# What this task involves
Your answer should be a number only: the count of lines in the following entries that contain "position".

# Extracted records

== == ==

//! Core domain types for the storygraph knowledge graph.
//!
//! An extraction backend turns one document into a [`KgFragment`]: a set of
//! labelled entities plus the relationships between them. Time-valued data
//! (dates, periods) is carried by relationships only.

use std::collections::{BTreeMap, HashSet};
use std::fmt;

use serde::{Deserialize, Serialize};

use crate::error::{CoreError, Result};

// ── Documents ─────────────────────────────────────────────────────

/// Identifier of a source document; recorded in edge provenance lists.
#[derive(Debug, Clone, Serialize, Deserialize, PartialEq, Eq, Hash, PartialOrd, Ord)]
pub struct DocumentId(pub String);

impl DocumentId {
    pub fn new(id: impl Into<String>) -> Self {
        Self(id.into())
    }

    pub fn as_str(&self) -> &str {
        &self.0
    }
}

impl fmt::Display for DocumentId {
    fn fmt(&self, f: &mut fmt::Formatter<'_>) -> fmt::Result {
        f.write_str(&self.0)
    }
}

impl From<&str> for DocumentId {
    fn from(s: &str) -> Self {
        Self(s.to_string())
    }
}

impl From<String> for DocumentId {
    fn from(s: String) -> Self {
        Self(s)
    }
}

// ── Entities ──────────────────────────────────────────────────────

/// Primary label of an entity.
///
/// Extraction output is free text, so unknown labels are kept verbatim in
/// `Other` and cleaned up by the graph sanitizer before they reach a query.
#[derive(Debug, Clone, PartialEq, Eq, Hash, Serialize, Deserialize)]
#[serde(from = "String", into = "String")]
pub enum EntityLabel {
    Person,
    Organization,
    Country,
    City,
    Role,
    Event,
    Document,
    Resource,
    Other(String),
}

impl EntityLabel {
    pub fn as_str(&self) -> &str {
        match self {
            Self::Person => "Person",
            Self::Organization => "Organization",
            Self::Country => "Country",
            Self::City => "City",
            Self::Role => "Role",
            Self::Event => "Event",
            Self::Document => "Document",
            Self::Resource => "Resource",
            Self::Other(s) => s,
        }
    }
}

impl From<String> for EntityLabel {
    fn from(raw: String) -> Self {
        match raw.trim().to_lowercase().as_str() {
            "person" => Self::Person,
            "organization" | "organisation" => Self::Organization,
            "country" => Self::Country,
            "city" => Self::City,
            "role" => Self::Role,
            "event" => Self::Event,
            "document" => Self::Document,
            "resource" => Self::Resource,
            _ => Self::Other(raw),
        }
    }
}

impl From<&str> for EntityLabel {
    fn from(raw: &str) -> Self {
        Self::from(raw.to_string())
    }
}

impl From<EntityLabel> for String {
    fn from(label: EntityLabel) -> Self {
        match label {
            EntityLabel::Other(s) => s,
            other => other.as_str().to_string(),
        }
    }
}

impl fmt::Display for EntityLabel {
    fn fmt(&self, f: &mut fmt::Formatter<'_>) -> fmt::Result {
        f.write_str(self.as_str())
    }
}

/// An entity as produced by the extraction backend.
#[derive(Debug, Clone, PartialEq, Serialize, Deserialize)]
pub struct Entity {
    pub name: String,
    pub label: EntityLabel,
    #[serde(default, skip_serializing_if = "Option::is_none")]
    pub description: Option<String>,
}

impl Entity {
    pub fn new(name: impl Into<String>, label: impl Into<EntityLabel>) -> Self {
        Self {
            name: name.into(),
            label: label.into(),
            description: None,
        }
    }

    pub fn with_description(mut self, description: impl Into<String>) -> Self {
        self.description = Some(description.into());
        self
    }
}

// ── Relationships ─────────────────────────────────────────────────

/// Edge properties keyed by their declared property name.
pub type EdgeProperties = BTreeMap<&'static str, PropertyValue>;

/// A typed, directed relationship between two entity names.
#[derive(Debug, Clone, PartialEq, Serialize, Deserialize)]
pub struct Relationship {
    pub source: String,
    pub target: String,
    #[serde(rename = "type")]
    pub rel_type: String,
    #[serde(default)]
    pub reasoning: String,
    #[serde(default)]
    pub context: String,
    #[serde(default, skip_serializing_if = "Option::is_none")]
    pub date: Option<String>,
    #[serde(default, skip_serializing_if = "Option::is_none")]
    pub start_date: Option<String>,
    #[serde(default, skip_serializing_if = "Option::is_none")]
    pub end_date: Option<String>,
}

impl Relationship {
    /// Property names a relationship may carry on its graph edge.
    pub const PROPERTY_KEYS: [&'static str; 5] =
        ["reasoning", "context", "date", "start_date", "end_date"];

    pub fn new(
        source: impl Into<String>,
        target: impl Into<String>,
        rel_type: impl Into<String>,
    ) -> Self {
        Self {
            source: source.into(),
            target: target.into(),
            rel_type: rel_type.into(),
            reasoning: String::new(),
            context: String::new(),
            date: None,
            start_date: None,
            end_date: None,
        }
    }

    pub fn with_date(mut self, date: impl Into<String>) -> Self {
        self.date = Some(date.into());
        self
    }

    /// Edge properties carried by this relationship.
    ///
    /// Only present values are included: a later extraction that omits a
    /// date does not erase the date recorded by an earlier one.
    pub fn properties(&self) -> EdgeProperties {
        let mut props = EdgeProperties::new();
        if !self.reasoning.is_empty() {
            props.insert("reasoning", PropertyValue::Text(self.reasoning.clone()));
        }
        if !self.context.is_empty() {
            props.insert("context", PropertyValue::Text(self.context.clone()));
        }
        for (key, value) in [
            ("date", &self.date),
            ("start_date", &self.start_date),
            ("end_date", &self.end_date),
        ] {
            if let Some(v) = value {
                props.insert(key, PropertyValue::Text(v.clone()));
            }
        }
        props
    }
}

/// A scalar property value stored on a graph edge.
#[derive(Debug, Clone, PartialEq, Serialize, Deserialize)]
#[serde(untagged)]
pub enum PropertyValue {
    Null,
    Bool(bool),
    Integer(i64),
    Float(f64),
    Text(String),
}

impl PropertyValue {
    pub fn as_str(&self) -> Option<&str> {
        match self {
            Self::Text(s) => Some(s),
            _ => None,
        }
    }
}

// ── Fragments ─────────────────────────────────────────────────────

/// Entities and relationships extracted from one document.
#[derive(Debug, Clone, Default, PartialEq, Serialize, Deserialize)]
pub struct KgFragment {
    #[serde(default)]
    pub entities: Vec<Entity>,
    #[serde(default)]
    pub relationships: Vec<Relationship>,
}

impl KgFragment {
    /// Decode and validate a fragment from the backend's JSON output.
    pub fn from_json(raw: &str) -> Result<Self> {
        let fragment: KgFragment = serde_json::from_str(raw)?;
        fragment.validate()?;
        Ok(fragment)
    }

    /// Reject fragments that would create unnamed nodes or dangling edges.
    pub fn validate(&self) -> Result<()> {
        if let Some(pos) = self.entities.iter().position(|e| e.name.trim().is_empty()) {
            return Err(CoreError::InvalidFragment(format!(
                "entity #{pos} has an empty name"
            )));
        }
        if let Some(pos) = self
            .relationships
            .iter()
            .position(|r| r.source.trim().is_empty() || r.target.trim().is_empty())
        {
            return Err(CoreError::InvalidFragment(format!(
                "relationship #{pos} has an empty endpoint"
            )));
        }
        Ok(())
    }

    pub fn is_empty(&self) -> bool {
        self.entities.is_empty() && self.relationships.is_empty()
    }

    /// Distinct entity names, in first-seen order.
    pub fn entity_names(&self) -> Vec<&str> {
        let mut seen = HashSet::new();
        self.entities
            .iter()
            .map(|e| e.name.as_str())
            .filter(|n| seen.insert(*n))
            .collect()
    }
}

== == ==

# Task output
2